(Beginning of Recorded data)

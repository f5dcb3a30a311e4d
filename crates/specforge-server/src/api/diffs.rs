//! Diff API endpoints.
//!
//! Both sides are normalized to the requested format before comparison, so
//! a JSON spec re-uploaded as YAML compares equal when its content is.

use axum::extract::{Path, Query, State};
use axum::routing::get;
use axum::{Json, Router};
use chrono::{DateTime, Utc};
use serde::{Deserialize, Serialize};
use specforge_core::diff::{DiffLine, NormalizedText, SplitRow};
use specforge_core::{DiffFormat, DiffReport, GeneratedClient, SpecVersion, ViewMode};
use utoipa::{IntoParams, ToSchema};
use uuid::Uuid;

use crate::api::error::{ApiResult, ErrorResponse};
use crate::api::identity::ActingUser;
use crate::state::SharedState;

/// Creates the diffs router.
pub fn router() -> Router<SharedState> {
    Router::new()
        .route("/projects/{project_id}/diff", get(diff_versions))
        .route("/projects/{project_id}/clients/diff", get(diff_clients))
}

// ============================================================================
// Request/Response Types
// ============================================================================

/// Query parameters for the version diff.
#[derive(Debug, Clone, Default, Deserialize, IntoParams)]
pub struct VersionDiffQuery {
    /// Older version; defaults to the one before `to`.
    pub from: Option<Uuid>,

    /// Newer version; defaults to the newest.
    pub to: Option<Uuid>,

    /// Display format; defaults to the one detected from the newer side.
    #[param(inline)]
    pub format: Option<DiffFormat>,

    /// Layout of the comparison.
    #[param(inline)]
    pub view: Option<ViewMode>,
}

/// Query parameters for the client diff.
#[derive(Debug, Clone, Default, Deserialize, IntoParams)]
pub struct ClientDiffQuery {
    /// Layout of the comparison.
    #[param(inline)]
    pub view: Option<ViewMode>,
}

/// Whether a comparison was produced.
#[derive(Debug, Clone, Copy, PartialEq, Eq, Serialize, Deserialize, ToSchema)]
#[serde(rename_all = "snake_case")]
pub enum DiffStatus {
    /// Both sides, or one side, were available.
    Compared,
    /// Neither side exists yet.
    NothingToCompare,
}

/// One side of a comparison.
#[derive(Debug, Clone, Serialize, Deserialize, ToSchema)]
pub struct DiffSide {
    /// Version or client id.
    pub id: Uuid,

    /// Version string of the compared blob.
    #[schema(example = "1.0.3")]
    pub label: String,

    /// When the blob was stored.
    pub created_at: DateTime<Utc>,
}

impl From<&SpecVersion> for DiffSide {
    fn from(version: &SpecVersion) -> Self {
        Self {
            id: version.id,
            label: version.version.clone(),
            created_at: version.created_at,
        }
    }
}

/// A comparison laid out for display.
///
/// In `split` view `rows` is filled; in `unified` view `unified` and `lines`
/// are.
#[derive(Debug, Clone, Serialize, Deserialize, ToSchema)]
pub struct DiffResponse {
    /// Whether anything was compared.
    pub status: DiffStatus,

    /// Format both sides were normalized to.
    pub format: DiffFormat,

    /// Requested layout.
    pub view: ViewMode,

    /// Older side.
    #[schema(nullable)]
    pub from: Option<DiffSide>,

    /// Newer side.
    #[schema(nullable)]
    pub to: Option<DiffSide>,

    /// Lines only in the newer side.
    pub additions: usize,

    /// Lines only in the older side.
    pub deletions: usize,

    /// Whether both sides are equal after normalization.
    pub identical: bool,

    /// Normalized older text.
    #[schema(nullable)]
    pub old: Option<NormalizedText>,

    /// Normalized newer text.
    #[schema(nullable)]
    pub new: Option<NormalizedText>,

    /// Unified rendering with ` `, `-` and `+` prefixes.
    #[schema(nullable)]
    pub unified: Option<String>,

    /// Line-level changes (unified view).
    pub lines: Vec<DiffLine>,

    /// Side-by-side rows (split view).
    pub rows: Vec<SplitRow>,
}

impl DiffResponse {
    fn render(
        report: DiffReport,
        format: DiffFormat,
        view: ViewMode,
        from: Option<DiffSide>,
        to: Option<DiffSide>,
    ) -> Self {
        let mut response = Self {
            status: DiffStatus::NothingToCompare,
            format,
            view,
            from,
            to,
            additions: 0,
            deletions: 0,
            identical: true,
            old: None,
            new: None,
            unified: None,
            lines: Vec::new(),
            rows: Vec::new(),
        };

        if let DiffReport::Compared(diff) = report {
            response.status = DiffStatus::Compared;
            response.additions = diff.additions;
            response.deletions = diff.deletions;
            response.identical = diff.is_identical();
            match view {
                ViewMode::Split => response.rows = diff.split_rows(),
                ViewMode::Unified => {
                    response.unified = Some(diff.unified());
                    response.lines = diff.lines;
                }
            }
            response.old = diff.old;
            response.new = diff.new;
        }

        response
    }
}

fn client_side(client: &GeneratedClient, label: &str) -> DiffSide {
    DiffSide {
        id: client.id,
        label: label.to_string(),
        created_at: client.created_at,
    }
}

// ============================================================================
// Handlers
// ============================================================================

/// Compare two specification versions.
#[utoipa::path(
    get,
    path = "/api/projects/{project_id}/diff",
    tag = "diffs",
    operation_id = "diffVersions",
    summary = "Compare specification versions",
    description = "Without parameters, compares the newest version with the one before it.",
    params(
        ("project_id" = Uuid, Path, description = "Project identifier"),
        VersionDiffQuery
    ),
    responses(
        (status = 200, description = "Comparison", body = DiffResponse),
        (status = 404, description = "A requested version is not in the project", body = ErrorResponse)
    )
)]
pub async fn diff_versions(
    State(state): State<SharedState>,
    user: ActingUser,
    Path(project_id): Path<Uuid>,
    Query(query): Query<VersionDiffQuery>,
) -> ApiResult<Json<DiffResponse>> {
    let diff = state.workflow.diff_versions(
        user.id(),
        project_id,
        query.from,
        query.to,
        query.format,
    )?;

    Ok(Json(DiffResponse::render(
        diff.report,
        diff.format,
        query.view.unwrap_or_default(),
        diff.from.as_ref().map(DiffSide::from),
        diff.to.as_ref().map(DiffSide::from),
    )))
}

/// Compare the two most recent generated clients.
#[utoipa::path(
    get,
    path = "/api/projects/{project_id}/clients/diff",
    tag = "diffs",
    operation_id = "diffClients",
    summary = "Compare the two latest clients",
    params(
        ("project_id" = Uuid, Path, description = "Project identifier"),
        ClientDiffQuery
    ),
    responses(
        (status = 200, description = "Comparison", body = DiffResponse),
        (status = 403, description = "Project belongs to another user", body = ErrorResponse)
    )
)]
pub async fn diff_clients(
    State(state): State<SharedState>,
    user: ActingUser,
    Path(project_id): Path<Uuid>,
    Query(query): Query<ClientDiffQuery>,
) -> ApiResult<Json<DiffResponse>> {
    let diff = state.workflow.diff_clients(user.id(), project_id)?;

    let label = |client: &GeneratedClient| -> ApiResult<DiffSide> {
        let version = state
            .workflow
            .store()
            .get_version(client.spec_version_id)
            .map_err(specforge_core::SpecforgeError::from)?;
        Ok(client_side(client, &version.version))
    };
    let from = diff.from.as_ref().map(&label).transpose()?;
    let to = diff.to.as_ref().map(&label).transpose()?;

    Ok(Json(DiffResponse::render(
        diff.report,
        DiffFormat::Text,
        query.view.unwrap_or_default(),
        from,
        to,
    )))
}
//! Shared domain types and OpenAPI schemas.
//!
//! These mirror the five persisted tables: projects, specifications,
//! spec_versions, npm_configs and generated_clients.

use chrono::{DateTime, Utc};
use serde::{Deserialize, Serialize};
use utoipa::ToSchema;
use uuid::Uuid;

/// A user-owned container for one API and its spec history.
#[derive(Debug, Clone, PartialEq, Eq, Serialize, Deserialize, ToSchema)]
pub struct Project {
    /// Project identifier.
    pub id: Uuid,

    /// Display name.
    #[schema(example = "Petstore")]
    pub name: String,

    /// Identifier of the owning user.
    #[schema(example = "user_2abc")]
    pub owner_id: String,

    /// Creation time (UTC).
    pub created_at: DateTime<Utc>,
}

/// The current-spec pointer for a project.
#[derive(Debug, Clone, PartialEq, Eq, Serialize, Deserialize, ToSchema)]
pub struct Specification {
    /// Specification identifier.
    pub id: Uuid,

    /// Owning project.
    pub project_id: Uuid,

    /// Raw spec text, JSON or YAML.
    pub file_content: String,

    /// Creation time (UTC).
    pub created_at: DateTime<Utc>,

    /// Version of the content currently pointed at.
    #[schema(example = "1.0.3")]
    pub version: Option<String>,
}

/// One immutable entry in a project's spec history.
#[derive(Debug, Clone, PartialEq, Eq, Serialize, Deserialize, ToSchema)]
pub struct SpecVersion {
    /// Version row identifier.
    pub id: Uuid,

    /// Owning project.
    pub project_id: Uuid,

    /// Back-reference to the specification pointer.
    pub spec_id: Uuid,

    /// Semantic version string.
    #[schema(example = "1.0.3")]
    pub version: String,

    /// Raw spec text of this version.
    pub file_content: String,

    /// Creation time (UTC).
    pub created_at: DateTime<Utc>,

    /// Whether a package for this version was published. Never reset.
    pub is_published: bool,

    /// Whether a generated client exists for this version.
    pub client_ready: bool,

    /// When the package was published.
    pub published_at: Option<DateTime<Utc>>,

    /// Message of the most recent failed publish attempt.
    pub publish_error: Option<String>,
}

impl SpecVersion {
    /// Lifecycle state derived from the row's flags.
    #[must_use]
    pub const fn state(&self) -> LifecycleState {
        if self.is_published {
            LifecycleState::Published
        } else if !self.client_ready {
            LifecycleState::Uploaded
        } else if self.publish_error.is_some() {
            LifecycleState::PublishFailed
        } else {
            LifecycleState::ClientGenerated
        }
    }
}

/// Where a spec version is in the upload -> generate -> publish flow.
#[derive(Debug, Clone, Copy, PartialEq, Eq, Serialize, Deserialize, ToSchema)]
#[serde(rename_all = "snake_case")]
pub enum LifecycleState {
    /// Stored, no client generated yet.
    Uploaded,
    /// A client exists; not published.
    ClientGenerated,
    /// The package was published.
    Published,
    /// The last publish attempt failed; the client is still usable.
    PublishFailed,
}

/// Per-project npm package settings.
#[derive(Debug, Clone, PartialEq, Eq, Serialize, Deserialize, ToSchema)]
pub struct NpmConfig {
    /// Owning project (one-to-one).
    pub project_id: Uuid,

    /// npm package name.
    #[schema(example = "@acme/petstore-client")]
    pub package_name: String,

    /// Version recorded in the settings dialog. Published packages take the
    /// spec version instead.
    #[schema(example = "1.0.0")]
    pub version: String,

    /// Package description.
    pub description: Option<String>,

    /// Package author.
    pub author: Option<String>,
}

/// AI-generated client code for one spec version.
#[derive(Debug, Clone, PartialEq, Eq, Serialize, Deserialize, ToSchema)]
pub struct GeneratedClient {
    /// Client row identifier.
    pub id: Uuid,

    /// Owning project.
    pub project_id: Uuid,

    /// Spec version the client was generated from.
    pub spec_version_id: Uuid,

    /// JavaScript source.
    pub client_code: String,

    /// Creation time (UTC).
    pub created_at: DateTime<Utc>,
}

(End of Recorded data)

▸ Exercise aim
Each line of the entries above that has the word "SpecVersion" is to be copied.

▸ Solution below
use specforge_core::{DiffFormat, DiffReport, GeneratedClient, SpecVersion, ViewMode};
impl From<&SpecVersion> for DiffSide {
    fn from(version: &SpecVersion) -> Self {
pub struct SpecVersion {
impl SpecVersion {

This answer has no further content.